Events in Asia and beyond have led the US-based Bulletin of the Atomic Scientists to set its Doomsday Clock, which symbolises how close humanity is to its own destruction, at 89 seconds to midnight in January 2025 during its annual review, from the previous 90 seconds. This is the shortest it has ever been.
Yet any broaching of the subject of nuclear weapons is taboo to the Japanese public – and would likely amount to political suicide for any politician who does. Security hawks such as the late former prime minister Shinzo Abe had considered revising the Three Non-Nuclear Principles, but eventually backed down.
But Japan has refused to sign the 2017 Treaty on the Prohibition of Nuclear Weapons that bans nuclear arms totally and goes further than two older treaties to which it is a signatory.
It is undeniable that Japan is at a crossroads of its nuclear policy, 80 years after the US dropped Little Boy and Fat Man on the cities of Hiroshima and Nagasaki respectively.
And this is worrisome for the region.
On June 6, Foreign Minister Vivian Balakrishnan raised the spectre of North-east Asia being home to five nuclear powers – Russia, China, North Korea, South Korea and Japan – during a discussion at the Hudson Institute think-tank during his working visit to Washington.
'A North-east Asia with five nuclear powers – which in fact has become more, not less likely – is actually a very dangerous circumstance,' he said during a fireside chat with Hudson's Asia-Pacific security chair Patrick Cronin, noting that the weight of Japan's wartime history could be inflammatory.
However, he noted that the discussions have been triggered by the turbulence wrought by US President Donald Trump, which has caused allies to reassess the robustness of their security relationships.
'For 80 years, the American security umbrella in North-east Asia in fact has been a key stabiliser for the relationships in a complicated part of the world,' he said. 'One adverse effect of the turbulence, uncertainty in rules, security arrangements, and trust, is that, I fear, other leaders will be having unthinkable thoughts.'
Such 'unthinkable thoughts' might include a push towards manufacturing nuclear weapons.
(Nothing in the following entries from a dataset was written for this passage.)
//! Learner action endpoints, one per exercise interaction

use std::sync::Arc;
use std::time::Duration;

use axum::{
    extract::{Path, State},
    Json,
};
use base64::{engine::general_purpose::STANDARD, Engine as _};
use learnflow_core::{FlowError, PendingPronunciation, Transport};
use uuid::Uuid;

use crate::error::{ApiError, Result};
use crate::models::*;
use crate::routes::sessions::find;
use crate::services::sessions::{LiveSession, SessionStore, SharedSession};
use crate::AppState;

/// Snapshot the session after an action, releasing it if it just ended.
async fn respond(
    sessions: &SessionStore,
    id: Uuid,
    live: &LiveSession,
    feedback: Option<Feedback>,
) -> Json<ActionResponse> {
    let response = Json(ActionResponse {
        feedback,
        session: live.sequencer.view(),
    });
    sessions.release_if_over(id, live).await;
    response
}

/// POST /api/sessions/:id/translation/choose
pub async fn choose_option(
    State(state): State<AppState>,
    Path(id): Path<Uuid>,
    Json(payload): Json<ChooseOptionRequest>,
) -> Result<Json<ActionResponse>> {
    let shared = find(&state, id).await?;
    let mut live = shared.lock().await;
    let feedback = live.sequencer.choose_option(payload.option)?;
    Ok(respond(&state.sessions, id, &live, Some(feedback)).await)
}

/// POST /api/sessions/:id/translation/skip
pub async fn skip_translation(
    State(state): State<AppState>,
    Path(id): Path<Uuid>,
) -> Result<Json<ActionResponse>> {
    let shared = find(&state, id).await?;
    let mut live = shared.lock().await;
    let feedback = live.sequencer.skip_translation()?;
    Ok(respond(&state.sessions, id, &live, Some(feedback)).await)
}

/// POST /api/sessions/:id/spelling
pub async fn submit_spelling(
    State(state): State<AppState>,
    Path(id): Path<Uuid>,
    Json(payload): Json<SpellingRequest>,
) -> Result<Json<ActionResponse>> {
    let shared = find(&state, id).await?;
    let mut live = shared.lock().await;
    let feedback = live.sequencer.submit_spelling(&payload.answer)?;
    Ok(respond(&state.sessions, id, &live, Some(feedback)).await)
}

/// POST /api/sessions/:id/pronunciation/start
pub async fn start_recording(
    State(state): State<AppState>,
    Path(id): Path<Uuid>,
    Json(payload): Json<StartRecordingRequest>,
) -> Result<Json<ActionResponse>> {
    let shared = find(&state, id).await?;
    let mut live = shared.lock().await;
    live.microphone
        .set_permission(payload.microphone == MicrophonePermission::Granted);
    let feedback = live.sequencer.start_recording()?;
    Ok(respond(&state.sessions, id, &live, Some(feedback)).await)
}

/// POST /api/sessions/:id/pronunciation/stop
///
/// The clip is scored upstream without holding the session lock, on a task
/// of its own: the ticket resolves even if this request is dropped. A score
/// that arrives after the session was abandoned is discarded.
pub async fn stop_recording(
    State(state): State<AppState>,
    Path(id): Path<Uuid>,
    Json(payload): Json<StopRecordingRequest>,
) -> Result<Json<ActionResponse>> {
    let audio = STANDARD
        .decode(payload.audio_base64.trim())
        .map_err(|e| ApiError::BadRequest(format!("audioBase64: {e}")))?;
    let shared = find(&state, id).await?;

    let pending = {
        let mut live = shared.lock().await;
        live.microphone.deliver(audio);
        live.sequencer.stop_recording()?
    };

    let scoring = tokio::spawn(score_clip(
        state.upstream.clone(),
        state.sessions.clone(),
        id,
        shared,
        pending,
        state.scoring_timeout,
    ));
    scoring
        .await
        .map_err(|e| ApiError::Internal(format!("pronunciation scoring: {e}")))?
}

async fn score_clip(
    upstream: Arc<dyn Transport>,
    sessions: Arc<SessionStore>,
    id: Uuid,
    shared: SharedSession,
    pending: PendingPronunciation,
    limit: Duration,
) -> Result<Json<ActionResponse>> {
    let submission = upstream.submit_pronunciation(&pending.task_id, &pending.word, pending.audio);
    let scored = match tokio::time::timeout(limit, submission).await {
        Ok(scored) => scored,
        Err(_) => Err(FlowError::Transport(format!(
            "pronunciation scoring timed out after {}ms",
            limit.as_millis()
        ))),
    };

    let mut live = shared.lock().await;
    let feedback = live.sequencer.resolve_pronunciation(pending.ticket, scored)?;
    Ok(respond(&sessions, id, &live, feedback).await)
}

/// POST /api/sessions/:id/context/pick
pub async fn pick_token(
    State(state): State<AppState>,
    Path(id): Path<Uuid>,
    Json(payload): Json<PickTokenRequest>,
) -> Result<Json<ActionResponse>> {
    let shared = find(&state, id).await?;
    let mut live = shared.lock().await;
    let feedback = live.sequencer.pick_token(payload.index)?;
    let response = respond(&state.sessions, id, &live, Some(feedback)).await;
    // The flag is transient; the response carries it, the stored state does not.
    live.sequencer.clear_wrong_flag();
    Ok(response)
}

/// POST /api/sessions/:id/matching/select
pub async fn select_match(
    State(state): State<AppState>,
    Path(id): Path<Uuid>,
    Json(payload): Json<SelectMatchRequest>,
) -> Result<Json<ActionResponse>> {
    let shared = find(&state, id).await?;
    let mut live = shared.lock().await;
    let feedback = live.sequencer.select_match(payload.side, payload.pair_id)?;
    Ok(respond(&state.sessions, id, &live, Some(feedback)).await)
}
Japan is said to own enough stockpiles of plutonium, generated from spent nuclear plant fuel, to quickly produce 7,000 atomic bombs by some estimates.
Cabinet Office statistics show that Japan held 44.5 tonnes of plutonium as at December 2023, with 8.6 tonnes stored within the country and 35.8 tonnes kept overseas.
Experts, however, see this step as unlikely given that Japan does not have the delivery platforms, which would take decades to either acquire or build.
'Japan needs deterrence to be credible, all of which needs to be developed beyond simply building a warhead,' Professor Heng Yee Kuang of The University of Tokyo's Graduate School of Public Policy told The Straits Times.
'Doctrine would also require attention. This will open an additional can of worms. Will the US help? How might regional partners react, beyond domestic opinion?' he said, noting the worst-case scenario of a destabilising nuclear arms race.
The introduction of nuclear weapons, however, is necessary for effective extended deterrence by the US-Japan alliance, the retired SDF officers argue.
'A Taiwan contingency has also been called a Japan contingency or a Japan-US contingency, and this possibility has been increasing,' Gen (Ret) Yamazaki told a Sasakawa Peace Foundation webinar on June 2.
'If China attempts to unify Taiwan by force, it could easily alienate Japan and the US by using tactical nuclear weapons,' he said, adding that the US would clearly be hampered in its deterrence if it did not have nuclear weapons in the neighbourhood.
Furthermore, SDF personnel must be trained to deepen their understanding and operational capabilities of nuclear weapons, said retired Lieutenant-General Sadamasa Oue, who was formerly commander of the Air Materiel Command of the Japan Air Self-Defence Force.
'The SDF should be proactive in supporting the US military in their use of nuclear weapons,' he said. 'This will strengthen trust between the two allies.'
Walter Sim is Japan correspondent at The Straits Times. Based in Tokyo, he writes about political, economic and socio-cultural issues.